雖然有著瘦小的身體, 那女孩卻好像毫無畏懼一樣把大大的眼睛直直盯著他。在那過於坦蕩清澈的視線面前應該畏懼的反而是她所看著的人。

因為她的自信來自於自己的實力,她相信自己怎麽樣都不會受到傷害,相信自己怎麽樣都有辦法克服掉眼前的難關, 而對面的人在面對這個少女的時候,卻永遠都無法擁有這最後樣的自信。

“我們會再次見面的, 到了那個時候——”

女孩子對他伸出了手。

小小的蒼白的指尖,在陽光下接近透明。如果把一塊削薄的冰放在陽光下面就會這樣子, 冰塊會哭出來, 逐漸在他的手中融化。

也許她碰到他的時候少女的指尖也會開始融化, 但是現在這還是沒有發生的未來。

少女的指尖向他逐漸靠近。

她的動作簡單明快, 沒有任何猶豫,帶起了一點點細微的風, 他仿佛能夠預感到她的指尖觸上他的時候那塊肌膚能夠感覺到的溫度。在少女的頭頂, 陽光永無止境的傾灑下來,在她黑色的長發上匯聚了一個小小的光圈。

那光圈逐漸的放大,放大。

庫洛洛眨了眨眼。

“團長…您在聽我說話嗎?”瑪奇問。

“啊,我知道。”

他靠在身後的墻壁上,遠處鮮血滿天的屠殺場景暫時還沒有波及到這一邊。

也許是因為單單處理像是蟲子一樣撲過來, 或者說的準確一點, 像是被太陽的吸引的飛蛾一樣撲過來的參賽者, 只是握緊拳頭並且揮出去這樣高效率的屠殺方式而已,石杖火陀都有一點應接不暇了。

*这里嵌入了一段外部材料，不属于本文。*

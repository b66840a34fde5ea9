//! Structured logging init (SPEC_FULL.md §10.1): `tracing` spans keyed by
//! `steam_id`/`server_id`, with the output shape switched by `LOG_FORMAT`.

use tracing_subscriber::layer::SubscriberExt;
use tracing_subscriber::util::SubscriberInitExt;
use tracing_subscriber::{EnvFilter, Layer};

use crate::config::Config;

/// Installs the global `tracing` subscriber. `LOG_FORMAT=json` emits one
/// structured object per line for log aggregators; anything else (the
/// default `pretty`) emits human-readable output for local development.
pub fn init(config: &Config) {
  let filter = EnvFilter::try_new(&config.log_level).unwrap_or_else(|_| EnvFilter::new("info"));

  let fmt_layer: Box<dyn Layer<tracing_subscriber::Registry> + Send + Sync> = if config.log_format == "json" {
    Box::new(tracing_subscriber::fmt::layer().json().with_target(true).with_current_span(true))
  } else {
    Box::new(tracing_subscriber::fmt::layer().pretty())
  };

  tracing_subscriber::registry().with(filter).with(fmt_layer).init();
}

她既然已經許以重利,並且還有著毀滅世界這個大危機,參賽者自然也不會是以前那種弱者。

他們都做了充足準備, 把石杖火陀這個存在在這個世界上留下的每一點細節嚼碎吞下消化掉, 並且做好了應對的措施。

這些措施不是沒起作用, 在前三分鐘裏面, 石杖火陀身體的每一個地方都以各種的方式爆開來炸開來被碾碎被切斷被絞碎吞爛過。

但是隨後,她汲取了這些教訓,這些教訓是刻在她身體上面的傷疤,就好像是在大樹的裏面的年輪,那些年輪已經在她身上印下了痕跡,同樣的傷口無法再被賦予她第2次了。

她就這麽簡便的只是保持著握緊拳頭並且揮出去的方法,明明只是一個普通的□□強化系,說的難聽一點就是‘只是力氣比較大而已。’

不要說和猩猩老虎,和任何其他被人類擊敗過,把對自然界的掌控權讓給人類的猛獸相比了,就算是換做人類的造物,一個鋼鐵所做的支架,一個挖掘機拖拉機,在‘力氣大’這一項上都能夠比石杖火陀做的要好,只要給它們充足的燃料就可以了。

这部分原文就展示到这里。